### MATERIAL TO PROCESS
impl LocalLedger {
    pub fn new(program_id: Pubkey) -> Self {
        let (admin_key, admin_bump) = AdminPDA::derive(&program_id);
        Self {
            program_id,
            now_ms: 0,
            loans: BTreeMap::new(),
            token_accounts: BTreeMap::new(),
            lamports: BTreeMap::new(),
            admin: None,
            admin_key,
            admin_bump,
            admin_reserve: DEFAULT_ADMIN_RESERVE,
        }
    }

    /// Runs `f`, rolling every change back if it fails
    fn transact<T>(
        &mut self,
        f: impl FnOnce(&mut Self) -> Result<T, ProgramError>,
    ) -> Result<T, ProgramError> {
        let snapshot = self.clone();
        let result = f(self);
        if result.is_err() {
            *self = snapshot;
        }
        result
    }

    // Fixtures

    pub fn set_now(&mut self, now_ms: i64) {
        self.now_ms = now_ms;
    }

    pub fn advance(&mut self, ms: u64) {
        self.now_ms = self
            .now_ms
            .saturating_add(i64::try_from(ms).unwrap_or(i64::MAX));
    }

    pub fn fund(&mut self, wallet: &Pubkey, lamports: u64) {
        let balance = self.lamports.entry(*wallet).or_insert(0);
        *balance = balance.saturating_add(lamports);
    }

    pub fn create_token_account(&mut self, mint: &Pubkey, owner: &Pubkey, amount: u64) -> Pubkey {
        let key = Pubkey::new_unique();
        self.create_token_account_at(key, mint, owner, amount);
        key
    }

    pub fn create_token_account_at(
        &mut self,
        key: Pubkey,
        mint: &Pubkey,
        owner: &Pubkey,
        amount: u64,
    ) {
        self.token_accounts
            .insert(key, TokenAccountState::new(*mint, *owner, amount));
    }

    /// Opens the admin's fee account for a token currency. Native fees need
    /// no extra account.
    pub fn open_fee_account(&mut self, currency: &Pubkey) -> Pubkey {
        let key = fee_account_address(&self.program_id, currency);
        if !is_native(currency) && !self.token_accounts.contains_key(&key) {
            let admin_key = self.admin_key;
            self.create_token_account_at(key, currency, &admin_key, 0);
        }
        key
    }

    // Queries

    pub fn now(&self) -> i64 {
        self.now_ms
    }

    pub fn program_id(&self) -> &Pubkey {
        &self.program_id
    }

    pub fn admin_key(&self) -> &Pubkey {
        &self.admin_key
    }

    pub fn admin(&self) -> Option<&AdminConfig> {
        self.admin.as_ref()
    }

    pub fn loan(&self, key: &Pubkey) -> Option<&PawnLoan> {
        self.loans.get(key)
    }

    pub fn loans(&self) -> impl Iterator<Item = (&Pubkey, &PawnLoan)> {
        self.loans.iter()
    }

    pub fn token(&self, key: &Pubkey) -> Option<&TokenAccountState> {
        self.token_accounts.get(key)
    }

    pub fn lamports(&self, wallet: &Pubkey) -> u64 {
        self.lamports.get(wallet).copied().unwrap_or(0)
    }

    /// Holdings of `currency` in `account`
    pub fn balance(&self, currency: &Pubkey, account: &Pubkey) -> u64 {
        if is_native(currency) {
            self.lamports(account)
        } else {
            self.token(account).map(|state| state.amount).unwrap_or(0)
        }
    }

    /// What repaying `loan_key` now would cost under the current fee rate
    pub fn amount_due(&self, loan_key: &Pubkey) -> Result<Option<Settlement>, ProgramError> {
        let loan = self
            .loans
            .get(loan_key)
            .ok_or(PawnShopError::AccountNotInitialized)?;
        let fee_rate_bps = self
            .admin
            .as_ref()
            .map(|admin| admin.fee_rate_bps)
            .unwrap_or(DEFAULT_FEE_RATE_BPS);
        Ok(loan.amount_due(self.now_ms, fee_rate_bps)?)
    }

    // Instructions

    pub fn initialize_admin(
        &mut self,
        authority: &Pubkey,
        fee_collector: &Pubkey,
        fee_rate_bps: Option<u16>,
    ) -> ProgramResult {
        self.transact(|ledger| {
            if ledger.admin.is_some() {
                return Err(PawnShopError::AccountAlreadyInitialized.into());
            }

            let config = AdminConfig::new(
                *authority,
                *fee_collector,
                fee_rate_bps.unwrap_or(DEFAULT_FEE_RATE_BPS),
                ledger.admin_bump,
            );
            config.validate()?;

            let admin_key = ledger.admin_key;
            let reserve = ledger.admin_reserve;
            ledger.debit(authority, reserve)?;
            ledger.credit(&admin_key, reserve)?;
            ledger.admin = Some(config);
            Ok(())
        })
    }

    pub fn update_admin(
        &mut self,
        authority: &Pubkey,
        fee_collector: Option<Pubkey>,
        fee_rate_bps: Option<u16>,
    ) -> ProgramResult {
        self.transact(|ledger| {
            let admin = ledger
                .admin
                .as_mut()
                .ok_or(PawnShopError::AccountNotInitialized)?;
            PawnShopEngine::update_admin(admin, authority, fee_collector, fee_rate_bps)
        })
    }

    /// Returns the address of the new loan record
    pub fn request_loan(
        &mut self,
        base: &Pubkey,
        borrower: &Pubkey,
        pawn_token_account: &Pubkey,
        desired_terms: LoanTerms,
    ) -> Result<Pubkey, ProgramError> {
        self.transact(|ledger| {
            let (loan_key, bump) = PawnLoanPDA::derive(&ledger.program_id, base);
            if ledger.loans.contains_key(&loan_key) {
                return Err(PawnShopError::AccountAlreadyInitialized.into());
            }

            let now = ledger.now_ms;
            let loan = PawnShopEngine::request_loan(
                ledger,
                &loan_key,
                bump,
                base,
                borrower,
                pawn_token_account,
                desired_terms,
                now,
            )?;
            ledger.loans.insert(loan_key, loan);
            Ok(loan_key)
        })
    }

    pub fn underwrite_loan(
        &mut self,
        loan_key: &Pubkey,
        pawn_token_account: &Pubkey,
        lender: &Pubkey,
        lender_payment_account: &Pubkey,
        borrower_payment_account: &Pubkey,
        offer: &UnderwriteOffer,
    ) -> ProgramResult {
        self.transact(|ledger| {
            let mut loan = ledger.take_loan(loan_key)?;
            let now = ledger.now_ms;
            PawnShopEngine::underwrite_loan(
                ledger,
                loan_key,
                &mut loan,
                pawn_token_account,
                lender,
                lender_payment_account,
                borrower_payment_account,
                offer,
                now,
            )?;
            ledger.loans.insert(*loan_key, loan);
            Ok(())
        })
    }

    pub fn repay_loan(
        &mut self,
        loan_key: &Pubkey,
        borrower: &Pubkey,
        pawn_token_account: &Pubkey,
        borrower_payment_account: &Pubkey,
        lender_payment_account: &Pubkey,
        admin_payment_account: &Pubkey,
    ) -> Result<Settlement, ProgramError> {
        self.transact(|ledger| {
            let admin = ledger
                .admin
                .clone()
                .ok_or(PawnShopError::AccountNotInitialized)?;
            let admin_key = ledger.admin_key;
            let mut loan = ledger.take_loan(loan_key)?;
            let now = ledger.now_ms;
            let settlement = PawnShopEngine::repay_loan(
                ledger,
                loan_key,
                &mut loan,
                &admin_key,
                &admin,
                borrower,
                pawn_token_account,
                borrower_payment_account,
                lender_payment_account,
                admin_payment_account,
                now,
            )?;
            ledger.loans.insert(*loan_key, loan);
            Ok(settlement)
        })
    }

    pub fn seize_pawn(
        &mut self,
        loan_key: &Pubkey,
        lender: &Pubkey,
        pawn_token_account: &Pubkey,
        lender_pawn_token_account: &Pubkey,
    ) -> ProgramResult {
        self.transact(|ledger| {
            let mut loan = ledger.take_loan(loan_key)?;
            let now = ledger.now_ms;
            PawnShopEngine::seize_pawn(
                ledger,
                loan_key,
                &mut loan,
                lender,
                pawn_token_account,
                lender_pawn_token_account,
                now,
            )?;
            ledger.loans.insert(*loan_key, loan);
            Ok(())
        })
    }

    /// Cancels an open loan and deletes its record
    pub fn cancel_loan(
        &mut self,
        loan_key: &Pubkey,
        borrower: &Pubkey,
        pawn_token_account: &Pubkey,
    ) -> ProgramResult {
        self.transact(|ledger| {
            let loan = ledger.take_loan(loan_key)?;
            PawnShopEngine::cancel_loan(ledger, loan_key, &loan, borrower, pawn_token_account)
        })
    }

    pub fn withdraw_fees(
        &mut self,
        fee_collector: &Pubkey,
        currency: &Pubkey,
        fee_account: &Pubkey,
        destination: &Pubkey,
    ) -> Result<u64, ProgramError> {
        self.transact(|ledger| {
            let admin = ledger
                .admin
                .clone()
                .ok_or(PawnShopError::AccountNotInitialized)?;
            let admin_key = ledger.admin_key;
            PawnShopEngine::withdraw_fees(
                ledger,
                &admin_key,
                &admin,
                fee_collector,
                currency,
                fee_account,
                destination,
            )
        })
    }

    // Internals

    fn take_loan(&mut self, key: &Pubkey) -> Result<PawnLoan, ProgramError> {
        self.loans
            .remove(key)
            .ok_or_else(|| PawnShopError::AccountNotInitialized.into())
    }

    fn token_mut(&mut self, key: &Pubkey) -> Result<&mut TokenAccountState, ProgramError> {
        self.token_accounts
            .get_mut(key)
            .ok_or(ProgramError::UninitializedAccount)
    }

    fn debit(&mut self, wallet: &Pubkey, amount: u64) -> ProgramResult {
        let balance = self.lamports.entry(*wallet).or_insert(0);
        *balance = balance
            .checked_sub(amount)
            .ok_or(ProgramError::InsufficientFunds)?;
        Ok(())
    }

    fn credit(&mut self, wallet: &Pubkey, amount: u64) -> ProgramResult {
        let balance = self.lamports.entry(*wallet).or_insert(0);
        *balance = balance
            .checked_add(amount)
            .ok_or(PawnShopError::ArithmeticOverflow)?;
        Ok(())
    }

    /// Token program transfer rules: either side frozen fails, mints must
    /// match, and a delegate spends from its allowance.
    fn transfer_tokens(
        &mut self,
        from: &Pubkey,
        to: &Pubkey,
        authority: &Pubkey,
        amount: u64,
    ) -> ProgramResult {
        let source = self.token_account(from)?;
        let destination = self.token_account(to)?;

        if source.is_frozen || destination.is_frozen {
            return Err(TokenError::AccountFrozen.into());
        }
        if source.mint != destination.mint {
            return Err(TokenError::MintMismatch.into());
        }
        if source.amount < amount {
            return Err(TokenError::InsufficientFunds.into());
        }

        let by_delegate = if source.owner == *authority {
            false
        } else if source.delegate.as_ref() == Some(authority) {
            if source.delegated_amount < amount {
                return Err(TokenError::InsufficientFunds.into());
            }
            true
        } else {
            return Err(TokenError::OwnerMismatch.into());
        };

        let source = self.token_mut(from)?;
        if by_delegate {
            source.delegated_amount -= amount;
            if source.delegated_amount == 0 {
                source.delegate = None;
            }
        }
        if from == to {
            return Ok(());
        }
        source.amount -= amount;

        let destination = self.token_mut(to)?;
        destination.amount = destination
            .amount
            .checked_add(amount)
            .ok_or(TokenError::Overflow)?;
        Ok(())
    }
}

### ACTIVITY
Find "AdminConfig" in the preceding records. Copy each line that holds it.

### WORKED SOLUTION
    pub fn admin(&self) -> Option<&AdminConfig> {
            let config = AdminConfig::new(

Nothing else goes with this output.